Smart well technology allows production acceleration from multiple completions and value realization from otherwise marginal reservoirs. Critical to the success of a smart well completion targeting more than one reservoir is the proper design selection and reservoir isolation to prevent cross flow. This case study describes the selection of a suitable gas well design from different available options, the considerations made in the design selection which incorporated the different completion components, one of the components being the feed-through swell packers which is its first use in the company, to achieve reservoir isolation.

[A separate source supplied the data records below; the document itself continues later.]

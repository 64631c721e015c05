use crate::*;
use ed25519_dalek::{PublicKey, SecretKey};

/// The election authority: posts the election and moves it through its phases.
///
/// Holds the authority's signing key and its own beacon seed, which stays secret until the
/// reveal phase opens.
pub struct Authority {
    secret: SecretKey,
    public: PublicKey,
    election: Identifier,
    admin_seed: Vec<u8>,
}

impl Authority {
    /// Create a new election with the given voting options and oracle
    pub fn create_election(
        options: Vec<String>,
        oracle: OracleConfig,
    ) -> Result<(Self, Signed<ElectionTransaction>), Error> {
        let (secret, public) = generate_keypair();

        let mut election = ElectionTransaction::new(public, oracle);
        election.set_voting_options(options);
        let authority = Authority {
            secret,
            public,
            election: election.id,
            admin_seed: random_bytes().to_vec(),
        };
        let election = Signed::sign(&authority.secret, election)?;

        Ok((authority, election))
    }

    pub fn election_id(&self) -> Identifier {
        self.election
    }

    pub fn public_key(&self) -> PublicKey {
        self.public
    }

    /// Close registration and commit to the authority's seed
    pub fn start_commit_phase(&self) -> Result<Signed<CommitPhaseTransaction>, Error> {
        let tx = CommitPhaseTransaction::new(
            self.election,
            self.public,
            commitment_hash(&self.admin_seed),
        );
        Signed::sign(&self.secret, tx)
    }

    /// Close the commit phase by revealing the authority's seed
    pub fn start_reveal_phase(&self) -> Result<Signed<RevealPhaseTransaction>, Error> {
        let tx = RevealPhaseTransaction::new(self.election, self.public, self.admin_seed.clone());
        Signed::sign(&self.secret, tx)
    }

    /// Ask the oracle for its value, numbering the request after those already on the ledger
    pub fn request_random_number<S: Store>(
        &self,
        store: &S,
    ) -> Result<Signed<OracleRequestTransaction>, Error> {
        let index = store
            .get_multiple(self.election, TransactionType::OracleRequest)
            .len() as u32;
        let tx = OracleRequestTransaction::new(self.election, self.public, index);
        Signed::sign(&self.secret, tx)
    }

    /// Fix the groups using the finalized seed
    pub fn distribute<S: Store>(
        &self,
        store: &S,
        number_of_groups: u32,
    ) -> Result<Signed<DistributionTransaction>, Error> {
        let tx = DistributionTransaction::prepare(store, self.election, self.public, number_of_groups)?;
        Signed::sign(&self.secret, tx)
    }
}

The paper also describes the execution of the selected completion design in one of the cases, as well as the testing of the well to verify reservoir isolation, and confirm the effectiveness of the feed-through swell packer. The selected completion design was cost effective, reduced operational / deployment risks (compared to other isolation options) and had no adverse impact on well productivity of the wells. It also achieved the objective of accelerating the recovery of a combined volume of 221 Bscf of gas from marginal gas reservoirs in a field.